V - Shares and Shareholders. The Long Nineteenth Century of the Bank of Italyby Rosanna Scatamacchia

In Italy as in the rest of Europe, during the nineteenth century the combination of the capitalist institution of the public limited company and government regulation led to the development of banks of issue, the predecessors of today's central banks. This book is a study of the shareholders first of Banca di Genova, then of Banca Nazionale and finally of Banca d'Italia. It is the first systematic research and critique on the vicissitudes of the institution in the nineteenth-century, when it can be said that the role of the shareholders came to an end.
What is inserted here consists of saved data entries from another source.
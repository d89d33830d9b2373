//! MCP tool source over Streamable HTTP: POST JSON-RPC to a URL, parse JSON or SSE bodies.
//!
//! `connect` performs the `initialize` handshake, captures `MCP-Session-Id` and sends
//! `notifications/initialized`. `tools/list` and `tools/call` are single POSTs.
//!
//! **Interaction**: built by `WeftConfig::tool_sources` for each `WEFT_MCP_SERVERS`
//! entry; grouped into capabilities by `Toolkit::load`.

use std::sync::atomic::{AtomicU64, Ordering};
use std::sync::Mutex;
use std::time::Duration;

use async_trait::async_trait;
use reqwest::header::HeaderValue;
use reqwest::Client;
use serde::Deserialize;
use serde_json::{json, Value};

use super::{ToolCallContent, ToolSource, ToolSourceError, ToolSpec};

const MCP_PROTOCOL_VERSION: &str = "2025-06-18";
const REQUEST_TIMEOUT: Duration = Duration::from_secs(60);

#[derive(Debug, Deserialize)]
struct JsonRpcErrorBody {
    #[serde(default)]
    code: i64,
    message: String,
}

#[derive(Debug, Deserialize)]
struct JsonRpcResponse {
    result: Option<Value>,
    error: Option<JsonRpcErrorBody>,
}

impl JsonRpcResponse {
    fn is_reply(&self) -> bool {
        self.result.is_some() || self.error.is_some()
    }

    fn into_result(self) -> Result<Value, ToolSourceError> {
        if let Some(err) = self.error {
            return Err(ToolSourceError::JsonRpc(format!("{} ({})", err.message, err.code)));
        }
        Ok(self.result.unwrap_or(Value::Null))
    }
}

/// First JSON-RPC reply in an `application/json` or `text/event-stream` body.
fn parse_json_rpc_from_body(
    body: &str,
    content_type: Option<&HeaderValue>,
) -> Result<JsonRpcResponse, ToolSourceError> {
    let is_sse = content_type
        .and_then(|v| v.to_str().ok())
        .map(|s| s.contains("text/event-stream"))
        .unwrap_or(false);
    if !is_sse {
        return serde_json::from_str(body)
            .map_err(|e| ToolSourceError::Transport(format!("response json: {}", e)));
    }

    let reply = |data: &str| {
        serde_json::from_str::<JsonRpcResponse>(data)
            .ok()
            .filter(JsonRpcResponse::is_reply)
    };
    let mut event = String::new();
    for line in body.lines() {
        if let Some(data) = line.strip_prefix("data:") {
            let data = data.trim_start();
            if data == "[DONE]" {
                continue;
            }
            if !event.is_empty() {
                event.push('\n');
            }
            event.push_str(data);
        } else if line.trim().is_empty() && !event.is_empty() {
            if let Some(r) = reply(&event) {
                return Ok(r);
            }
            event.clear();
        }
    }
    if let Some(r) = reply(&event) {
        return Ok(r);
    }
    Err(ToolSourceError::Transport(
        "SSE stream: no JSON-RPC response (result/error) found".into(),
    ))
}

/// Maps a `tools/list` result to specs.
fn parse_list_tools_result(result: Value) -> Result<Vec<ToolSpec>, ToolSourceError> {
    let tools = result
        .get("tools")
        .and_then(Value::as_array)
        .ok_or_else(|| ToolSourceError::Transport("no tools array in response".into()))?;
    tools
        .iter()
        .map(|t| {
            let name = t
                .get("name")
                .and_then(Value::as_str)
                .ok_or_else(|| ToolSourceError::Transport("tool item without name".into()))?;
            Ok(ToolSpec {
                name: name.to_string(),
                description: t.get("description").and_then(Value::as_str).map(String::from),
                input_schema: t.get("inputSchema").cloned().unwrap_or_else(|| json!({})),
            })
        })
        .collect()
}

/// Joins the text blocks of a `tools/call` result; `structuredContent` when there are none.
fn parse_call_tool_result(result: Value) -> Result<ToolCallContent, ToolSourceError> {
    let texts: Vec<&str> = result
        .get("content")
        .and_then(Value::as_array)
        .map(|blocks| {
            blocks
                .iter()
                .filter(|b| b.get("type").and_then(Value::as_str) == Some("text"))
                .filter_map(|b| b.get("text").and_then(Value::as_str))
                .collect()
        })
        .unwrap_or_default();
    let mut text = texts.join("\n").trim().to_string();

    if result.get("isError").and_then(Value::as_bool).unwrap_or(false) {
        if text.is_empty() {
            text = "tool returned error".to_string();
        }
        return Err(ToolSourceError::Transport(text));
    }
    if text.is_empty() {
        if let Some(structured) = result.get("structuredContent") {
            text = structured.to_string();
        }
    }
    Ok(ToolCallContent { text })
}

/// Tool source backed by one MCP server over Streamable HTTP.
pub struct McpHttpToolSource {
    name: String,
    client: Client,
    url: String,
    /// Extra headers (API keys) sent on every request.
    headers: Vec<(String, String)>,
    session_id: Mutex<Option<String>>,
    next_id: AtomicU64,
}

impl McpHttpToolSource {
    /// Connects and completes the initialize handshake.
    pub async fn connect(
        name: impl Into<String>,
        url: impl Into<String>,
        headers: Vec<(String, String)>,
    ) -> Result<Self, ToolSourceError> {
        let client = Client::builder()
            .timeout(REQUEST_TIMEOUT)
            .build()
            .map_err(|e| ToolSourceError::Transport(e.to_string()))?;
        let source = Self {
            name: name.into(),
            client,
            url: url.into(),
            headers,
            session_id: Mutex::new(None),
            next_id: AtomicU64::new(1),
        };
        source.initialize().await?;
        Ok(source)
    }

    /// Server name (the `name` in `name=url`).
    pub fn name(&self) -> &str {
        &self.name
    }

    fn session_id(&self) -> Option<String> {
        self.session_id.lock().ok().and_then(|g| g.clone())
    }

    async fn post(&self, body: &Value) -> Result<reqwest::Response, ToolSourceError> {
        let mut req = self
            .client
            .post(&self.url)
            .header("Content-Type", "application/json")
            .header("Accept", "application/json, text/event-stream")
            .header("MCP-Protocol-Version", MCP_PROTOCOL_VERSION)
            .json(body);
        for (k, v) in &self.headers {
            req = req.header(k.as_str(), v.as_str());
        }
        if let Some(sid) = self.session_id() {
            req = req.header("MCP-Session-Id", sid);
        }
        req.send()
            .await
            .map_err(|e| ToolSourceError::Transport(e.to_string()))
    }

    async fn initialize(&self) -> Result<(), ToolSourceError> {
        let params = json!({
            "protocolVersion": MCP_PROTOCOL_VERSION,
            "capabilities": {"tools": {}},
            "clientInfo": {"name": "weft", "version": env!("CARGO_PKG_VERSION")},
        });
        let resp = self.post(&self.request_body("initialize", params)).await?;
        if let Some(id) = resp
            .headers()
            .get("MCP-Session-Id")
            .and_then(|v| v.to_str().ok())
        {
            if let Ok(mut guard) = self.session_id.lock() {
                *guard = Some(id.to_string());
            }
        }
        if resp.status() != reqwest::StatusCode::ACCEPTED {
            Self::read_reply("initialize", resp).await?;
        }

        let notification = json!({
            "jsonrpc": "2.0",
            "method": "notifications/initialized",
            "params": {},
        });
        let resp = self.post(&notification).await?;
        let status = resp.status();
        if status != reqwest::StatusCode::ACCEPTED && !status.is_success() {
            let text = resp.text().await.unwrap_or_default();
            return Err(ToolSourceError::Transport(format!(
                "notifications/initialized HTTP {}: {}",
                status, text
            )));
        }
        tracing::debug!(server = %self.name, session = ?self.session_id(), "mcp session initialized");
        Ok(())
    }

    fn request_body(&self, method: &str, params: Value) -> Value {
        let id = self.next_id.fetch_add(1, Ordering::SeqCst);
        json!({
            "jsonrpc": "2.0",
            "id": format!("weft-{}", id),
            "method": method,
            "params": params,
        })
    }

    async fn read_reply(method: &str, resp: reqwest::Response) -> Result<Value, ToolSourceError> {
        let status = resp.status();
        if !status.is_success() {
            let text = resp.text().await.unwrap_or_default();
            return Err(ToolSourceError::Transport(format!(
                "{} HTTP {}: {}",
                method,
                status,
                if text.is_empty() { "no body" } else { &text }
            )));
        }
        let content_type = resp.headers().get("content-type").cloned();
        let text = resp
            .text()
            .await
            .map_err(|e| ToolSourceError::Transport(format!("{} response body: {}", method, e)))?;
        parse_json_rpc_from_body(&text, content_type.as_ref())?.into_result()
    }

    async fn request(&self, method: &str, params: Value) -> Result<Value, ToolSourceError> {
        let resp = self.post(&self.request_body(method, params)).await?;
        Self::read_reply(method, resp).await
    }
}

#[async_trait]
impl ToolSource for McpHttpToolSource {
    async fn list_tools(&self) -> Result<Vec<ToolSpec>, ToolSourceError> {
        parse_list_tools_result(self.request("tools/list", json!({})).await?)
    }

    async fn call_tool(
        &self,
        name: &str,
        arguments: Value,
    ) -> Result<ToolCallContent, ToolSourceError> {
        let result = self
            .request("tools/call", json!({"name": name, "arguments": arguments}))
            .await?;
        parse_call_tool_result(result)
    }
}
It offers both historical reconstruction and thematic analysis, inquiring into the origins of the shareholders' wealth, the reasons for their choice of this investment, and their motivations for increasing, transferring or disposing of their stakes. The evolution of this large and varied shareholder base is treated as a significant phase in the modernization of the Italian economy and society. If the history of a bank of issue cannot be limited to an account of its life as a business organization, neither can it do without a portrait of the "shareholder" as protagonist, as European historiography would suggest. On a more general plane, this account reflects the presence of some of the special traits of Italian history, such as the fragmentation of elites, the pattern of relations between centre and periphery, the difficulties of national unification and, not least, the problems of Italian capitalism.